**What you will do**
For every line in the entries that contains "field", show the whole line.

**Data section**
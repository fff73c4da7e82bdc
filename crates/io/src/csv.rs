// Semicolon-delimited export of purchase records

use std::fs;
use std::path::{Path, PathBuf};

use sha2::{Digest, Sha256};

use salesgrid_engine::{PurchaseRecord, SalesError};

pub const HEADER: [&str; 4] = ["Customer", "Age", "Item", "Quantity"];
pub const DELIMITER: u8 = b';';

/// Render records as CSV bytes: header row, then one row per record.
/// Quantities are whole numbers; the output depends only on the records.
pub fn to_csv_bytes(records: &[PurchaseRecord]) -> Result<Vec<u8>, SalesError> {
    let mut writer = ::csv::WriterBuilder::new()
        .delimiter(DELIMITER)
        .terminator(::csv::Terminator::Any(b'\n'))
        .from_writer(Vec::new());

    writer.write_record(HEADER).map_err(|e| SalesError::Io(e.to_string()))?;
    for r in records {
        writer
            .write_record([
                r.customer_id.to_string(),
                r.age.to_string(),
                r.item_name.clone(),
                r.total_quantity.to_string(),
            ])
            .map_err(|e| SalesError::Io(e.to_string()))?;
    }
    writer.into_inner().map_err(|e| SalesError::Io(e.to_string()))
}

/// Write records to `path` via a sibling temp file and a rename, so a
/// failed write never leaves a truncated file at `path`.
pub fn write_purchases(path: &Path, records: &[PurchaseRecord]) -> Result<(), SalesError> {
    write_purchase_files(&[(path, records)])
}

/// Write several exports as one unit. Every file is staged next to its
/// target and renamed into place only after all staged writes succeeded.
/// On any failure the staged files and the targets already renamed are
/// removed.
pub fn write_purchase_files(files: &[(&Path, &[PurchaseRecord])]) -> Result<(), SalesError> {
    let mut staged: Vec<(PathBuf, &Path)> = Vec::with_capacity(files.len());
    for &(path, records) in files {
        let tmp = temp_path(path);
        let written = to_csv_bytes(records).and_then(|bytes| {
            fs::write(&tmp, bytes).map_err(|e| SalesError::Io(format!("cannot write {}: {e}", path.display())))
        });
        if let Err(e) = written {
            discard(std::iter::once(tmp.as_path()));
            discard(staged.iter().map(|(tmp, _)| tmp.as_path()));
            return Err(e);
        }
        staged.push((tmp, path));
    }

    for (idx, (tmp, path)) in staged.iter().enumerate() {
        if let Err(e) = fs::rename(tmp, path) {
            discard(staged[..idx].iter().map(|&(_, path)| path));
            discard(staged[idx..].iter().map(|(tmp, _)| tmp.as_path()));
            return Err(SalesError::Io(format!("cannot write {}: {e}", path.display())));
        }
    }

    for &(path, records) in files {
        log::info!("wrote {} records to {}", records.len(), path.display());
    }
    Ok(())
}

fn discard<'a>(paths: impl Iterator<Item = &'a Path>) {
    for path in paths {
        if let Err(e) = fs::remove_file(path) {
            log::debug!("cleanup of {} skipped: {e}", path.display());
        }
    }
}

fn temp_path(path: &Path) -> PathBuf {
    let name = path
        .file_name()
        .map(|n| n.to_string_lossy().into_owned())
        .unwrap_or_else(|| "export.csv".into());
    path.with_file_name(format!(".{name}.tmp"))
}

/// Read a file previously produced by [`write_purchases`].
pub fn read_purchases(path: &Path) -> Result<Vec<PurchaseRecord>, SalesError> {
    let mut reader = ::csv::ReaderBuilder::new()
        .delimiter(DELIMITER)
        .has_headers(true)
        .from_path(path)
        .map_err(|e| SalesError::Io(format!("cannot read {}: {e}", path.display())))?;

    let headers = reader
        .headers()
        .map_err(|e| SalesError::Io(format!("{}: {e}", path.display())))?
        .clone();
    if headers.iter().ne(HEADER.iter().copied()) {
        return Err(SalesError::Io(format!(
            "{}: expected header '{}', found '{}'",
            path.display(),
            HEADER.join(";"),
            headers.iter().collect::<Vec<_>>().join(";")
        )));
    }

    let mut records = Vec::new();
    for (idx, result) in reader.records().enumerate() {
        // header is line 1
        let line = idx + 2;
        let record = result.map_err(|e| SalesError::Io(format!("{}: {e}", path.display())))?;
        let field = |i: usize| record.get(i).unwrap_or("");
        let number = |i: usize| -> Result<i64, SalesError> {
            field(i).trim().parse::<i64>().map_err(|_| {
                SalesError::Io(format!(
                    "{}:{line}: {} is not a whole number: '{}'",
                    path.display(),
                    HEADER[i],
                    field(i)
                ))
            })
        };
        records.push(PurchaseRecord {
            customer_id: number(0)?,
            age: number(1)?,
            item_name: field(2).to_string(),
            total_quantity: number(3)?,
        });
    }
    Ok(records)
}

/// SHA-256 of a file, lowercase hex.
pub fn fingerprint(path: &Path) -> Result<String, SalesError> {
    let bytes = fs::read(path).map_err(|e| SalesError::Io(format!("cannot read {}: {e}", path.display())))?;
    Ok(format!("{:x}", Sha256::digest(&bytes)))
}

#[cfg(test)]
mod tests {
    use super::*;

    fn sample() -> Vec<PurchaseRecord> {
        vec![
            PurchaseRecord::new(1, 21, "x", 10),
            PurchaseRecord::new(2, 23, "semi;colon", 1),
        ]
    }

    #[test]
    fn header_and_rows() {
        let text = String::from_utf8(to_csv_bytes(&sample()).unwrap()).unwrap();
        assert_eq!(text, "Customer;Age;Item;Quantity\n1;21;x;10\n2;23;\"semi;colon\";1\n");
    }

    #[test]
    fn empty_result_still_has_header() {
        let text = String::from_utf8(to_csv_bytes(&[]).unwrap()).unwrap();
        assert_eq!(text, "Customer;Age;Item;Quantity\n");
    }

    #[test]
    fn write_then_read_back() {
        let dir = tempfile::tempdir().unwrap();
        let path = dir.path().join("out.csv");
        write_purchases(&path, &sample()).unwrap();
        assert_eq!(read_purchases(&path).unwrap(), sample());
        assert!(!dir.path().join(".out.csv.tmp").exists());
    }

    #[test]
    fn rewriting_is_byte_identical() {
        let dir = tempfile::tempdir().unwrap();
        let path = dir.path().join("out.csv");
        write_purchases(&path, &sample()).unwrap();
        let first = fingerprint(&path).unwrap();
        write_purchases(&path, &sample()).unwrap();
        assert_eq!(first, fingerprint(&path).unwrap());
        assert_eq!(first.len(), 64);
    }

    #[test]
    fn write_into_missing_directory_fails_cleanly() {
        let dir = tempfile::tempdir().unwrap();
        let path = dir.path().join("missing").join("out.csv");
        let err = write_purchases(&path, &sample()).unwrap_err();
        assert!(matches!(err, SalesError::Io(_)));
        assert!(!path.exists());
    }

    #[test]
    fn file_set_is_all_or_nothing() {
        let dir = tempfile::tempdir().unwrap();
        let first = dir.path().join("sql_a.csv");
        let second = dir.path().join("frame_a.csv");
        // a directory in the way makes the second rename fail
        fs::create_dir(&second).unwrap();

        let records = sample();
        let err = write_purchase_files(&[(first.as_path(), records.as_slice()), (second.as_path(), records.as_slice())])
            .unwrap_err();

        assert!(matches!(err, SalesError::Io(_)), "{err:?}");
        assert!(!first.exists());
        assert!(!dir.path().join(".sql_a.csv.tmp").exists());
        assert!(!dir.path().join(".frame_a.csv.tmp").exists());
    }

    #[test]
    fn file_set_writes_every_file() {
        let dir = tempfile::tempdir().unwrap();
        let first = dir.path().join("sql_a.csv");
        let second = dir.path().join("frame_a.csv");
        let records = sample();
        let none: Vec<PurchaseRecord> = Vec::new();
        write_purchase_files(&[(first.as_path(), records.as_slice()), (second.as_path(), none.as_slice())]).unwrap();
        assert_eq!(read_purchases(&first).unwrap(), records);
        assert!(read_purchases(&second).unwrap().is_empty());
    }

    #[test]
    fn read_rejects_wrong_header() {
        let dir = tempfile::tempdir().unwrap();
        let path = dir.path().join("bad.csv");
        fs::write(&path, "a;b;c;d\n1;2;x;3\n").unwrap();
        assert!(matches!(read_purchases(&path), Err(SalesError::Io(_))));
    }

    #[test]
    fn read_rejects_decimal_quantity() {
        let dir = tempfile::tempdir().unwrap();
        let path = dir.path().join("dec.csv");
        fs::write(&path, "Customer;Age;Item;Quantity\n1;21;x;10.0\n").unwrap();
        let err = read_purchases(&path).unwrap_err().to_string();
        assert!(err.contains(":2: Quantity"), "{err}");
    }
}
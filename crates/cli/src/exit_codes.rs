//! CLI Exit Code Registry
//!
//! Single source of truth for `salesgrid` exit codes. Scripts rely on them.
//!
//! | Code | Meaning                                          |
//! |------|--------------------------------------------------|
//! | 0    | Success; both result sets agree                  |
//! | 1    | Result sets differ                               |
//! | 2    | CLI usage error (reported by clap)               |
//! | 3    | Database missing, unreadable or not SQLite       |
//! | 4    | Expected table or column absent                  |
//! | 5    | Column holds a value of the wrong type           |
//! | 6    | Output not writable / input CSV unreadable       |
//! | 7    | Config file unreadable or invalid                |

use salesgrid_engine::SalesError;

/// Success - both paths (or both files) agree.
pub const EXIT_SUCCESS: u8 = 0;

/// Results differ. Like `diff(1)`, exit 1 means "inputs differ."
pub const EXIT_MISMATCH: u8 = 1;

/// Usage error - bad arguments. Emitted by clap itself.
pub const EXIT_USAGE: u8 = 2;

pub const EXIT_CONNECTION: u8 = 3;

pub const EXIT_SCHEMA: u8 = 4;

pub const EXIT_DATA_TYPE: u8 = 5;

pub const EXIT_IO: u8 = 6;

pub const EXIT_CONFIG: u8 = 7;

/// Map an error to its exit code.
pub fn exit_code(err: &SalesError) -> u8 {
    match err {
        SalesError::Connection(_) => EXIT_CONNECTION,
        SalesError::MissingTable { .. } | SalesError::MissingColumn { .. } => EXIT_SCHEMA,
        SalesError::DataType { .. } => EXIT_DATA_TYPE,
        SalesError::Io(_) => EXIT_IO,
        SalesError::Config(_) => EXIT_CONFIG,
    }
}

**Output for this task**
        let field = |i: usize| record.get(i).unwrap_or("");
            field(i).trim().parse::<i64>().map_err(|_| {
                    field(i)
            item_name: field(2).to_string(),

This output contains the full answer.